_Excerpted records_:
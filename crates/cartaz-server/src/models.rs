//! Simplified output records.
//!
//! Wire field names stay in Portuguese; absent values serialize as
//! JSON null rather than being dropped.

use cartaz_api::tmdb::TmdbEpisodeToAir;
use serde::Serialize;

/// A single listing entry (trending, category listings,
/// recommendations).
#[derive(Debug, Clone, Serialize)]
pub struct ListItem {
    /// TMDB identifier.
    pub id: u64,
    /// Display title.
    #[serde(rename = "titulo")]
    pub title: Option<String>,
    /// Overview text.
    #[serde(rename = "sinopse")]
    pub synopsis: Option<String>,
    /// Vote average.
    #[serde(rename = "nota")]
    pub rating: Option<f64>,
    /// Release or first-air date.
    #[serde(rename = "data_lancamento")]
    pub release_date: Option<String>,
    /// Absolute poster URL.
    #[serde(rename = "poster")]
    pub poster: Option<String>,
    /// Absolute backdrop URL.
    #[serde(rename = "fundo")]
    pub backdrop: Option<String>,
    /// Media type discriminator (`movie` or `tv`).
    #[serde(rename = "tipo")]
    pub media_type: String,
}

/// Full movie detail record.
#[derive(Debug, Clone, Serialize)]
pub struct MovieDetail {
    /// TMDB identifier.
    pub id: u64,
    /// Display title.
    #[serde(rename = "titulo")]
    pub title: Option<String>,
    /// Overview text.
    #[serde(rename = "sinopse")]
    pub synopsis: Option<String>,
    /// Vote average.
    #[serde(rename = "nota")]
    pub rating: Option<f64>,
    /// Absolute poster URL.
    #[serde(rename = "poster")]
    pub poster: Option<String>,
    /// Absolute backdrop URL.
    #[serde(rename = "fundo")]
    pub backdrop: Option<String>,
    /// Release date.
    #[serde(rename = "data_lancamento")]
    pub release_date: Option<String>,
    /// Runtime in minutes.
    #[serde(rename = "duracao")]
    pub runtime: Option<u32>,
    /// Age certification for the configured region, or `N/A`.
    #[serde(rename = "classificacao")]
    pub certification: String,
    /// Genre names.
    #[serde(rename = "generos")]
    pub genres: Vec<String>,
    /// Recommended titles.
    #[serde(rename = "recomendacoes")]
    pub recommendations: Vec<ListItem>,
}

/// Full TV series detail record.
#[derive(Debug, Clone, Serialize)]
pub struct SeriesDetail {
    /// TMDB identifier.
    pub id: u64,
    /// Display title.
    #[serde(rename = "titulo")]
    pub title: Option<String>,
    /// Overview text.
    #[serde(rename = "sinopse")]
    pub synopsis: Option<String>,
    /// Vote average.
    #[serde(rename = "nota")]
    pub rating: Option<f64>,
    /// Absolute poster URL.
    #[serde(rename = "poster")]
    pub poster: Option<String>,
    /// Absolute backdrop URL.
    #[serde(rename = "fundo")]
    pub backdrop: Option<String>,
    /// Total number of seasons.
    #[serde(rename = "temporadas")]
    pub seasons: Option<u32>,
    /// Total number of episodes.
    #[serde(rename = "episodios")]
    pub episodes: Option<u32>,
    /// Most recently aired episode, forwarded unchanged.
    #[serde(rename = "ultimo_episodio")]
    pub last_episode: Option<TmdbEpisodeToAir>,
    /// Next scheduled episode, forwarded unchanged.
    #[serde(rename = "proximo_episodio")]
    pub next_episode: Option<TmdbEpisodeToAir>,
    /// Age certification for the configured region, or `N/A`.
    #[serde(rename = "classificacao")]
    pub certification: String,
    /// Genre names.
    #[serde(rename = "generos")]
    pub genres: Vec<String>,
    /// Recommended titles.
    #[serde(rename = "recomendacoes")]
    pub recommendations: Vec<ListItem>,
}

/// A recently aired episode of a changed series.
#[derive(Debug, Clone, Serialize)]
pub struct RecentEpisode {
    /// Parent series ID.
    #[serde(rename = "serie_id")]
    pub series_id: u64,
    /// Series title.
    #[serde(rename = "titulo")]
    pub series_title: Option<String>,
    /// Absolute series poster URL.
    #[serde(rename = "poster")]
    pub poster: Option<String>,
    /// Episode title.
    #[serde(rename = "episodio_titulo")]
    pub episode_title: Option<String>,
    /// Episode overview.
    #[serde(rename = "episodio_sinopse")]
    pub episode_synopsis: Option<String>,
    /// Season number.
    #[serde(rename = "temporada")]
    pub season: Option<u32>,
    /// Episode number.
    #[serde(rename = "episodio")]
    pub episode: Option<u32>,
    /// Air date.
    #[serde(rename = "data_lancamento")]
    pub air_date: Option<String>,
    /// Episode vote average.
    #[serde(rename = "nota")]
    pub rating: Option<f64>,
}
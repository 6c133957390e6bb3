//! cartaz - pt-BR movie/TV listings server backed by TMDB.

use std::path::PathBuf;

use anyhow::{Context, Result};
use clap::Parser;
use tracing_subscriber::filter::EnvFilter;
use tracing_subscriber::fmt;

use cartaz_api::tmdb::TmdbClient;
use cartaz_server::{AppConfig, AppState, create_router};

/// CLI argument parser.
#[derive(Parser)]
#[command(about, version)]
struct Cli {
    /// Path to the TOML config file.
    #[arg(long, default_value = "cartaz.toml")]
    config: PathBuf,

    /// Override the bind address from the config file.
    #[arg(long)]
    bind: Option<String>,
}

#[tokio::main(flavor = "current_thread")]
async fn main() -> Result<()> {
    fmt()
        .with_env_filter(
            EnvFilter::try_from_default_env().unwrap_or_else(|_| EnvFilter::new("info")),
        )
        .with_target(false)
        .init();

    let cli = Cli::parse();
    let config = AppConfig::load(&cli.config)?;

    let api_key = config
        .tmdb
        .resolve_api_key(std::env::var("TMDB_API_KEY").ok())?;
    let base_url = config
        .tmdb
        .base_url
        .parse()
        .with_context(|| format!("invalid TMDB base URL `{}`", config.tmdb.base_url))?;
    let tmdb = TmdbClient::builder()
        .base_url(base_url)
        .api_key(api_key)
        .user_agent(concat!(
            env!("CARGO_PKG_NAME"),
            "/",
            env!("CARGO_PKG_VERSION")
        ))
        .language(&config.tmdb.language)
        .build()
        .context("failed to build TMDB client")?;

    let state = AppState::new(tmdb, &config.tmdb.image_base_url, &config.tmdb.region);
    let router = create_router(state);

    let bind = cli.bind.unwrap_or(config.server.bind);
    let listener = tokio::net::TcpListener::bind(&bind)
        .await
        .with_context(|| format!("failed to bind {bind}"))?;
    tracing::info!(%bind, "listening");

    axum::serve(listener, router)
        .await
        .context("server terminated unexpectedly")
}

_Task prompt_: Your reply should consist of the records, duplicated exactly.

_Solution to this exercise_:
filename crates/cartaz-server/src/models.rs
//! Simplified output records.
//!
//! Wire field names stay in Portuguese; absent values serialize as
//! JSON null rather than being dropped.

use cartaz_api::tmdb::TmdbEpisodeToAir;
use serde::Serialize;

/// A single listing entry (trending, category listings,
/// recommendations).
#[derive(Debug, Clone, Serialize)]
pub struct ListItem {
    /// TMDB identifier.
    pub id: u64,
    /// Display title.
    #[serde(rename = "titulo")]
    pub title: Option<String>,
    /// Overview text.
    #[serde(rename = "sinopse")]
    pub synopsis: Option<String>,
    /// Vote average.
    #[serde(rename = "nota")]
    pub rating: Option<f64>,
    /// Release or first-air date.
    #[serde(rename = "data_lancamento")]
    pub release_date: Option<String>,
    /// Absolute poster URL.
    #[serde(rename = "poster")]
    pub poster: Option<String>,
    /// Absolute backdrop URL.
    #[serde(rename = "fundo")]
    pub backdrop: Option<String>,
    /// Media type discriminator (`movie` or `tv`).
    #[serde(rename = "tipo")]
    pub media_type: String,
}

/// Full movie detail record.
#[derive(Debug, Clone, Serialize)]
pub struct MovieDetail {
    /// TMDB identifier.
    pub id: u64,
    /// Display title.
    #[serde(rename = "titulo")]
    pub title: Option<String>,
    /// Overview text.
    #[serde(rename = "sinopse")]
    pub synopsis: Option<String>,
    /// Vote average.
    #[serde(rename = "nota")]
    pub rating: Option<f64>,
    /// Absolute poster URL.
    #[serde(rename = "poster")]
    pub poster: Option<String>,
    /// Absolute backdrop URL.
    #[serde(rename = "fundo")]
    pub backdrop: Option<String>,
    /// Release date.
    #[serde(rename = "data_lancamento")]
    pub release_date: Option<String>,
    /// Runtime in minutes.
    #[serde(rename = "duracao")]
    pub runtime: Option<u32>,
    /// Age certification for the configured region, or `N/A`.
    #[serde(rename = "classificacao")]
    pub certification: String,
    /// Genre names.
    #[serde(rename = "generos")]
    pub genres: Vec<String>,
    /// Recommended titles.
    #[serde(rename = "recomendacoes")]
    pub recommendations: Vec<ListItem>,
}

/// Full TV series detail record.
#[derive(Debug, Clone, Serialize)]
pub struct SeriesDetail {
    /// TMDB identifier.
    pub id: u64,
    /// Display title.
    #[serde(rename = "titulo")]
    pub title: Option<String>,
    /// Overview text.
    #[serde(rename = "sinopse")]
    pub synopsis: Option<String>,
    /// Vote average.
    #[serde(rename = "nota")]
    pub rating: Option<f64>,
    /// Absolute poster URL.
    #[serde(rename = "poster")]
    pub poster: Option<String>,
    /// Absolute backdrop URL.
    #[serde(rename = "fundo")]
    pub backdrop: Option<String>,
    /// Total number of seasons.
    #[serde(rename = "temporadas")]
    pub seasons: Option<u32>,
    /// Total number of episodes.
    #[serde(rename = "episodios")]
    pub episodes: Option<u32>,
    /// Most recently aired episode, forwarded unchanged.
    #[serde(rename = "ultimo_episodio")]
    pub last_episode: Option<TmdbEpisodeToAir>,
    /// Next scheduled episode, forwarded unchanged.
    #[serde(rename = "proximo_episodio")]
    pub next_episode: Option<TmdbEpisodeToAir>,
    /// Age certification for the configured region, or `N/A`.
    #[serde(rename = "classificacao")]
    pub certification: String,
    /// Genre names.
    #[serde(rename = "generos")]
    pub genres: Vec<String>,
    /// Recommended titles.
    #[serde(rename = "recomendacoes")]
    pub recommendations: Vec<ListItem>,
}

/// A recently aired episode of a changed series.
#[derive(Debug, Clone, Serialize)]
pub struct RecentEpisode {
    /// Parent series ID.
    #[serde(rename = "serie_id")]
    pub series_id: u64,
    /// Series title.
    #[serde(rename = "titulo")]
    pub series_title: Option<String>,
    /// Absolute series poster URL.
    #[serde(rename = "poster")]
    pub poster: Option<String>,
    /// Episode title.
    #[serde(rename = "episodio_titulo")]
    pub episode_title: Option<String>,
    /// Episode overview.
    #[serde(rename = "episodio_sinopse")]
    pub episode_synopsis: Option<String>,
    /// Season number.
    #[serde(rename = "temporada")]
    pub season: Option<u32>,
    /// Episode number.
    #[serde(rename = "episodio")]
    pub episode: Option<u32>,
    /// Air date.
    #[serde(rename = "data_lancamento")]
    pub air_date: Option<String>,
    /// Episode vote average.
    #[serde(rename = "nota")]
    pub rating: Option<f64>,
}
repository 6c133957390e6bb3
//! cartaz - pt-BR movie/TV listings server backed by TMDB.

use std::path::PathBuf;

use anyhow::{Context, Result};
use clap::Parser;
use tracing_subscriber::filter::EnvFilter;
use tracing_subscriber::fmt;

use cartaz_api::tmdb::TmdbClient;
use cartaz_server::{AppConfig, AppState, create_router};

/// CLI argument parser.
#[derive(Parser)]
#[command(about, version)]
struct Cli {
    /// Path to the TOML config file.
    #[arg(long, default_value = "cartaz.toml")]
    config: PathBuf,

    /// Override the bind address from the config file.
    #[arg(long)]
    bind: Option<String>,
}

#[tokio::main(flavor = "current_thread")]
async fn main() -> Result<()> {
    fmt()
        .with_env_filter(
            EnvFilter::try_from_default_env().unwrap_or_else(|_| EnvFilter::new("info")),
        )
        .with_target(false)
        .init();

    let cli = Cli::parse();
    let config = AppConfig::load(&cli.config)?;

    let api_key = config
        .tmdb
        .resolve_api_key(std::env::var("TMDB_API_KEY").ok())?;
    let base_url = config
        .tmdb
        .base_url
        .parse()
        .with_context(|| format!("invalid TMDB base URL `{}`", config.tmdb.base_url))?;
    let tmdb = TmdbClient::builder()
        .base_url(base_url)
        .api_key(api_key)
        .user_agent(concat!(
            env!("CARGO_PKG_NAME"),
            "/",
            env!("CARGO_PKG_VERSION")
        ))
        .language(&config.tmdb.language)
        .build()
        .context("failed to build TMDB client")?;

    let state = AppState::new(tmdb, &config.tmdb.image_base_url, &config.tmdb.region);
    let router = create_router(state);

    let bind = cli.bind.unwrap_or(config.server.bind);
    let listener = tokio::net::TcpListener::bind(&bind)
        .await
        .with_context(|| format!("failed to bind {bind}"))?;
    tracing::info!(%bind, "listening");

    axum::serve(listener, router)
        .await
        .context("server terminated unexpectedly")
}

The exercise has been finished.